START RECORDS SUPPLIED

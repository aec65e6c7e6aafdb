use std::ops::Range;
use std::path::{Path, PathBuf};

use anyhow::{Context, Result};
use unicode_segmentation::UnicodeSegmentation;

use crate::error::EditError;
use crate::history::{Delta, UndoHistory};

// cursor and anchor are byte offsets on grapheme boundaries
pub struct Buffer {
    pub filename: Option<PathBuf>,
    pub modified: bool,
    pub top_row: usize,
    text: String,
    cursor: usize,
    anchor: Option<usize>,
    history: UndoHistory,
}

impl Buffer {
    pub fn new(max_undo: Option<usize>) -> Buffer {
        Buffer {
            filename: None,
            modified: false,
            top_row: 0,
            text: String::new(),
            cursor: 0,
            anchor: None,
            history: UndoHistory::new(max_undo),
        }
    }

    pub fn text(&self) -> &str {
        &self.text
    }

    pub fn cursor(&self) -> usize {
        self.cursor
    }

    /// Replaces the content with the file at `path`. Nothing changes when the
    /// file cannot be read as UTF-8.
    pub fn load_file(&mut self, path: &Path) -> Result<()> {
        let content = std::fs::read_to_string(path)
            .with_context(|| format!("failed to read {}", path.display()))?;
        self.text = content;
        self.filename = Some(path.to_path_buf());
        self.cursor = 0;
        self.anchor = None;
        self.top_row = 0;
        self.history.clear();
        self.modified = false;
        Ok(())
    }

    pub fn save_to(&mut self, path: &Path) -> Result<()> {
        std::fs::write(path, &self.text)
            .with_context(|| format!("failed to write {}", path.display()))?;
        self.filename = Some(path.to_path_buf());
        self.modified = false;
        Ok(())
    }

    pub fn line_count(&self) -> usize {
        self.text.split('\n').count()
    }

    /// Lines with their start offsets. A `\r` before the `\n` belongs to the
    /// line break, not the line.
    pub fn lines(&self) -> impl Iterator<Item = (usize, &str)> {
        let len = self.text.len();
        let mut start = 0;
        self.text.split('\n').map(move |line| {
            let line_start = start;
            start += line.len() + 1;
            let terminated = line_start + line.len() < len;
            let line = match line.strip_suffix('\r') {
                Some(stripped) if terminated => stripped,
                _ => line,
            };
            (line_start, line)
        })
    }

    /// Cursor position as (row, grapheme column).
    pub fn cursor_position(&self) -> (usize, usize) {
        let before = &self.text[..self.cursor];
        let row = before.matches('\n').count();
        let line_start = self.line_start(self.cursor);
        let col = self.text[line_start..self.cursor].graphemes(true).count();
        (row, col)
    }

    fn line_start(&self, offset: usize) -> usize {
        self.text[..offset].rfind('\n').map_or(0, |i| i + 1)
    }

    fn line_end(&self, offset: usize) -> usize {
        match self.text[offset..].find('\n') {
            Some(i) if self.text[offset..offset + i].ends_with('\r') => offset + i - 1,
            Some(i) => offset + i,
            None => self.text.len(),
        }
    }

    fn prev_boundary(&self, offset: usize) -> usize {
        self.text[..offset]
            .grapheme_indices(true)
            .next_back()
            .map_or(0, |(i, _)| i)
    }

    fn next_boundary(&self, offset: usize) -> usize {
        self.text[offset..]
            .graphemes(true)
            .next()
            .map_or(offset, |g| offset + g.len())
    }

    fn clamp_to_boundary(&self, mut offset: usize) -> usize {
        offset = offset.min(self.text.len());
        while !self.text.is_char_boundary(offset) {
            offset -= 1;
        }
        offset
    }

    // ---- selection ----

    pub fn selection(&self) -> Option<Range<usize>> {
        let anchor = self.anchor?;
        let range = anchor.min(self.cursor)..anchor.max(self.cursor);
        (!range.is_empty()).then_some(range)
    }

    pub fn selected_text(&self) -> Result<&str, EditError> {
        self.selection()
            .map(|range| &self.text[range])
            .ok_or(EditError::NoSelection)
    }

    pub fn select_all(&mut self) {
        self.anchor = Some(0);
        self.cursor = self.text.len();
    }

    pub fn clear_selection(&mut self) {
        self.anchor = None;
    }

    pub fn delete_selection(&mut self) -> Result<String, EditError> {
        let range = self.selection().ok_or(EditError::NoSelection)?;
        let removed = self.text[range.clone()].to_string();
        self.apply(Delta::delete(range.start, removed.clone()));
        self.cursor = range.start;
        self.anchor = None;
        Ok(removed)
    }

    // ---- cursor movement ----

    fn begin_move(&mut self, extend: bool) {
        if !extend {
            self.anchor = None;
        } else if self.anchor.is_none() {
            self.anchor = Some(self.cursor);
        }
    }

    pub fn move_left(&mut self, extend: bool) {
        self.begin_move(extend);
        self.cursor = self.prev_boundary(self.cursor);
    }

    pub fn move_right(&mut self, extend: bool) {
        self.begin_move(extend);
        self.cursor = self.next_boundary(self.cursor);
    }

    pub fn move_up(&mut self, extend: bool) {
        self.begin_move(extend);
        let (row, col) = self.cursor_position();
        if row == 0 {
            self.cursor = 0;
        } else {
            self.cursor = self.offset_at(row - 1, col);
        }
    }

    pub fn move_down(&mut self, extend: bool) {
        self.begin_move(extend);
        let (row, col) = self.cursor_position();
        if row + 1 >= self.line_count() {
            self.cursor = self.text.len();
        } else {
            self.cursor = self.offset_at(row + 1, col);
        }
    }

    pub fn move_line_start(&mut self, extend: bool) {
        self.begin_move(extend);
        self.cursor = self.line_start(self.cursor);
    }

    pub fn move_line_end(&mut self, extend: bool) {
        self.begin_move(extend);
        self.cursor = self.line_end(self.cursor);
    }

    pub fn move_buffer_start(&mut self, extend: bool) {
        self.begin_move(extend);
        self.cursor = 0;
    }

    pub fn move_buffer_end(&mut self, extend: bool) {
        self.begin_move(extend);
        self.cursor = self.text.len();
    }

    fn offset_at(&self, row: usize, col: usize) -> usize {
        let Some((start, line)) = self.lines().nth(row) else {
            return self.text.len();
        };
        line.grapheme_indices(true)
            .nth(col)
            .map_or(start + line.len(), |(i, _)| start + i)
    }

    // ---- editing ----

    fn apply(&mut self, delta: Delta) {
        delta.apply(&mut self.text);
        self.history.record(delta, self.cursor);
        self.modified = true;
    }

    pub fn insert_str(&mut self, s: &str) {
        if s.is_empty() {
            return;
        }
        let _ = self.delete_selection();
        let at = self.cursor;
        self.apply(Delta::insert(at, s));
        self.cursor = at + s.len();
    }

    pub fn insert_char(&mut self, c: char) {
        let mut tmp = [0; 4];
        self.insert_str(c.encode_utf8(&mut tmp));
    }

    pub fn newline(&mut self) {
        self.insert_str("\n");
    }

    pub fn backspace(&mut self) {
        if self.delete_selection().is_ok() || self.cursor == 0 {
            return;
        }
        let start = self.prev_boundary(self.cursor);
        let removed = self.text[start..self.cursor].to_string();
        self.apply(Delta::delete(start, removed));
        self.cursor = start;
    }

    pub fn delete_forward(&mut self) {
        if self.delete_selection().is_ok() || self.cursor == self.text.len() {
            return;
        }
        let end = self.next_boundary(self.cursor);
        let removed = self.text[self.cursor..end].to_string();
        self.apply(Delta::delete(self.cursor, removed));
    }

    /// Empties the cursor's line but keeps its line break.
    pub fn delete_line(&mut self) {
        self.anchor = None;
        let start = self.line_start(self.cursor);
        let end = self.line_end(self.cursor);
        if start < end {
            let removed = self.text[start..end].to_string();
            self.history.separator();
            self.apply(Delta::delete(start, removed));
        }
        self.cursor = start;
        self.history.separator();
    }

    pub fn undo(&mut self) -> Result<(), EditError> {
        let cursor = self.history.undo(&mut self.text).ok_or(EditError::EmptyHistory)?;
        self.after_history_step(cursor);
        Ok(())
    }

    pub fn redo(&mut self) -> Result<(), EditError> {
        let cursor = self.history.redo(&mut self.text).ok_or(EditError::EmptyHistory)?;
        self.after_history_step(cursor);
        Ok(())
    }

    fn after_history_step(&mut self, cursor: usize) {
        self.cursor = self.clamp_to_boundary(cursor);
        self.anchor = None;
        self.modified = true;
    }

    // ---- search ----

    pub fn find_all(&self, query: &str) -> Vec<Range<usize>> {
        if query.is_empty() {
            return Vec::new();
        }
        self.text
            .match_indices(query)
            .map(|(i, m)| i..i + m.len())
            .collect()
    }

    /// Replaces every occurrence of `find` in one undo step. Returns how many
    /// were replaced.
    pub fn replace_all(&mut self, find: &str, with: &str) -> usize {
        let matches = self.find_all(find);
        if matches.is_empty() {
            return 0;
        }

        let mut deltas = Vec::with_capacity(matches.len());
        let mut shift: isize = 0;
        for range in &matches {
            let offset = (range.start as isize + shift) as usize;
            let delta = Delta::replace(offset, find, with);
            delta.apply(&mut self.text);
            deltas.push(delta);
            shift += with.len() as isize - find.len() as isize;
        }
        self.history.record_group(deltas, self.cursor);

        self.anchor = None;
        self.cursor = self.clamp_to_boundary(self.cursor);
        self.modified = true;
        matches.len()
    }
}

END RECORDS SUPPLIED

PROBLEM REQUIREMENTS = Which lines of the entries above contain the string "Option"? Copy each one.

SOLVED EXERCISE =
    pub filename: Option<PathBuf>,
    anchor: Option<usize>,
    pub fn new(max_undo: Option<usize>) -> Buffer {
    pub fn selection(&self) -> Option<Range<usize>> {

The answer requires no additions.